The program loader must extract the list of names of all the called modules, in the same order as in the calling module's list, and for each name,

  1. Check that the name is valid and available
  2. Check that the module is loaded in memory. If not,
    1.  the module is read and installed into memory
    2. its initialisation code (entry point 0) is executed (This could recursively trigger loading more modules)
    3. The trampoline's lookup table is built by scanning the first 64K for the IPE instruction and storing the indices in the lookup table
Thus, each module can get the current list of the other installed modules from its own lookup table, and load these numbers into registers.

There is a potential problem here though:

IPC requires 2 numbers : the index of the entry point and the module to call (a constant) and the number of the module (which does not fit in the instruction and is often indicated in a register). The lookup happens with both numbers but only one is stored in the IPC instruction and there is a possible mismatch.

The first solution is to encode the module number as a constant in the instruction : 255 modules is a lot to be called so 8 bits would be enough but this would require the processor to contain a lookup table for each module.... which is not conceivable.

In the worst case, the multi-level protection mechanisms ensure that any spurious call to an invalid entry point gets reported and the offending calling module gets flagged by the kernel to be shut down.

With these mechanisms, modules and threads can be filtered to create protected herds of modules to create a larger modular program, shielded from others.

An even better solution would be to "sign" the IPC instructions to link them with the (un?)translated module number, but this requires more room inside the instruction... So maybe this could be hashed with the register-held value (a 32 or 64-bit value)

Conclusion:

This system strikes a balance between HW and SW overheads. The hardware features should be easy to schedule without microcode, all the rest is software-assisted hence 1) light on transistors 2) easy to debug and update 3) pipelineable and non-blocking...
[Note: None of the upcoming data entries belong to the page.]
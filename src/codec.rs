//! Entry name and comment transcoding.
//!
//! ZIP stores names as bytes. Entries flagged with the UTF-8 bit (general
//! purpose flag 11) are always UTF-8; everything else is in whatever code page
//! the writer used. A [`NameCodec`] turns those bytes into strings and back.
//!
//! Name lookups compare encoded bytes, never decoded strings, so a lossy
//! codec cannot make two different entries collide.
//!
//! # Example
//!
//! ```rust
//! use zipsession::codec::{EncodingCodec, NameCodec};
//!
//! let gbk = EncodingCodec::for_label("GBK").unwrap();
//! let raw = gbk.encode("中文.txt").unwrap();
//! assert_eq!(gbk.decode(&raw), "中文.txt");
//! ```

use std::fmt;
use std::sync::Arc;

use encoding_rs::Encoding;

use crate::{Error, Result};

/// General purpose flag bit marking UTF-8 names and comments.
pub const UTF8_FLAG: u16 = 1 << 11;

/// Encodes entry names and comments to bytes and decodes them back.
pub trait NameCodec: Send + Sync + fmt::Debug {
    /// Encodes a name. Fails if the name cannot be represented.
    fn encode(&self, name: &str) -> Result<Vec<u8>>;

    /// Decodes raw bytes. Unmappable sequences become U+FFFD.
    fn decode(&self, raw: &[u8]) -> String;

    /// The WHATWG label of the encoding.
    fn label(&self) -> &str;
}

/// Decodes a header field, honouring the UTF-8 flag.
pub(crate) fn decode_field(codec: &dyn NameCodec, raw: &[u8], flags: u16) -> String {
    if flags & UTF8_FLAG != 0 {
        String::from_utf8_lossy(raw).into_owned()
    } else {
        codec.decode(raw)
    }
}

/// The default codec.
#[derive(Debug, Clone, Copy, Default)]
pub struct Utf8Codec;

impl NameCodec for Utf8Codec {
    fn encode(&self, name: &str) -> Result<Vec<u8>> {
        Ok(name.as_bytes().to_vec())
    }

    fn decode(&self, raw: &[u8]) -> String {
        String::from_utf8_lossy(raw).into_owned()
    }

    fn label(&self) -> &str {
        "utf-8"
    }
}

/// A codec backed by any `encoding_rs` encoding (GBK, Shift_JIS, windows-1252, ...).
#[derive(Clone, Copy)]
pub struct EncodingCodec {
    encoding: &'static Encoding,
}

impl EncodingCodec {
    /// Wraps an encoding.
    ///
    /// UTF-16 encodings are rejected: `encoding_rs` cannot encode into them
    /// and ZIP names are never stored that way.
    pub fn new(encoding: &'static Encoding) -> Result<Self> {
        if encoding.output_encoding() != encoding {
            return Err(Error::invalid_argument(format!(
                "encoding {} cannot be used for entry names",
                encoding.name()
            )));
        }
        Ok(Self { encoding })
    }

    /// Looks up an encoding by WHATWG label (case-insensitive).
    pub fn for_label(label: &str) -> Result<Self> {
        let encoding = Encoding::for_label(label.trim().as_bytes())
            .ok_or_else(|| Error::invalid_argument(format!("unknown charset '{}'", label)))?;
        Self::new(encoding)
    }
}

impl fmt::Debug for EncodingCodec {
    fn fmt(&self, f: &mut fmt::Formatter<'_>) -> fmt::Result {
        f.debug_tuple("EncodingCodec")
            .field(&self.encoding.name())
            .finish()
    }
}

impl NameCodec for EncodingCodec {
    fn encode(&self, name: &str) -> Result<Vec<u8>> {
        let (bytes, _, unmappable) = self.encoding.encode(name);
        if unmappable {
            return Err(Error::invalid_argument(format!(
                "name '{}' cannot be encoded as {}",
                name,
                self.encoding.name()
            )));
        }
        Ok(bytes.into_owned())
    }

    fn decode(&self, raw: &[u8]) -> String {
        let (text, _) = self.encoding.decode_without_bom_handling(raw);
        text.into_owned()
    }

    fn label(&self) -> &str {
        self.encoding.name()
    }
}

/// Returns a shared codec for a charset label; `None` means UTF-8.
pub fn codec_for_label(label: Option<&str>) -> Result<Arc<dyn NameCodec>> {
    match label {
        None => Ok(Arc::new(Utf8Codec)),
        Some(l) if l.eq_ignore_ascii_case("utf-8") || l.eq_ignore_ascii_case("utf8") => {
            Ok(Arc::new(Utf8Codec))
        }
        Some(l) => Ok(Arc::new(EncodingCodec::for_label(l)?)),
    }
}

#[cfg(test)]
mod tests {
    use super::*;

    #[test]
    fn test_utf8_codec() {
        let codec = Utf8Codec;
        assert_eq!(codec.encode("dir/ä.txt").unwrap(), "dir/ä.txt".as_bytes());
        assert_eq!(codec.decode(b"plain"), "plain");
        assert_eq!(codec.decode(&[0x66, 0xFF]), "f\u{FFFD}");
    }

    #[test]
    fn test_gbk_round_trip() {
        let codec = EncodingCodec::for_label("gbk").unwrap();
        let raw = codec.encode("测试").unwrap();
        assert_eq!(raw, vec![0xB2, 0xE2, 0xCA, 0xD4]);
        assert_eq!(codec.decode(&raw), "测试");
        assert_eq!(codec.label(), "GBK");
    }

    #[test]
    fn test_unmappable_name_rejected() {
        let codec = EncodingCodec::for_label("windows-1252").unwrap();
        assert!(codec.encode("café").is_ok());
        assert!(codec.encode("中").unwrap_err().is_invalid_argument());
    }

    #[test]
    fn test_unknown_and_utf16_labels() {
        assert!(EncodingCodec::for_label("no-such-charset").is_err());
        assert!(EncodingCodec::for_label("utf-16le").is_err());
    }

    #[test]
    fn test_decode_field_honours_utf8_flag() {
        let gbk = EncodingCodec::for_label("GBK").unwrap();
        let utf8 = "测试".as_bytes();
        assert_eq!(decode_field(&gbk, utf8, UTF8_FLAG), "测试");
        assert_ne!(decode_field(&gbk, utf8, 0), "测试");
    }

    #[test]
    fn test_codec_for_label() {
        assert_eq!(codec_for_label(None).unwrap().label(), "utf-8");
        assert_eq!(codec_for_label(Some("UTF8")).unwrap().label(), "utf-8");
        assert_eq!(codec_for_label(Some("shift_jis")).unwrap().label(), "Shift_JIS");
    }
}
It should remain true to the RISC principles and avoid all the pitfalls of the iAPX432 or i386. The ISA must implement the 64K trampoline zone, the 4 dedicated opcodes, some trapping entries and more delicate: the hardware stack (which is different from the normal internal calling mechanism, and tightly protected). Each module should also have a list of the callees and callers (and when the number of callers get to 0, the module can be flagged for flushing from memory).

It is also independent from all the paged memory mechanisms, which could also be used to enforce some of the above protection mechanisms (thus moving even more protection to the software side).

But with only a single, secure, flexible and lightweight mechanism, it implements what is required to make an Operating System : the kernel (module n°0), the libraries and the programs. There is no real distinction between them, except the n°0 which has all the rights.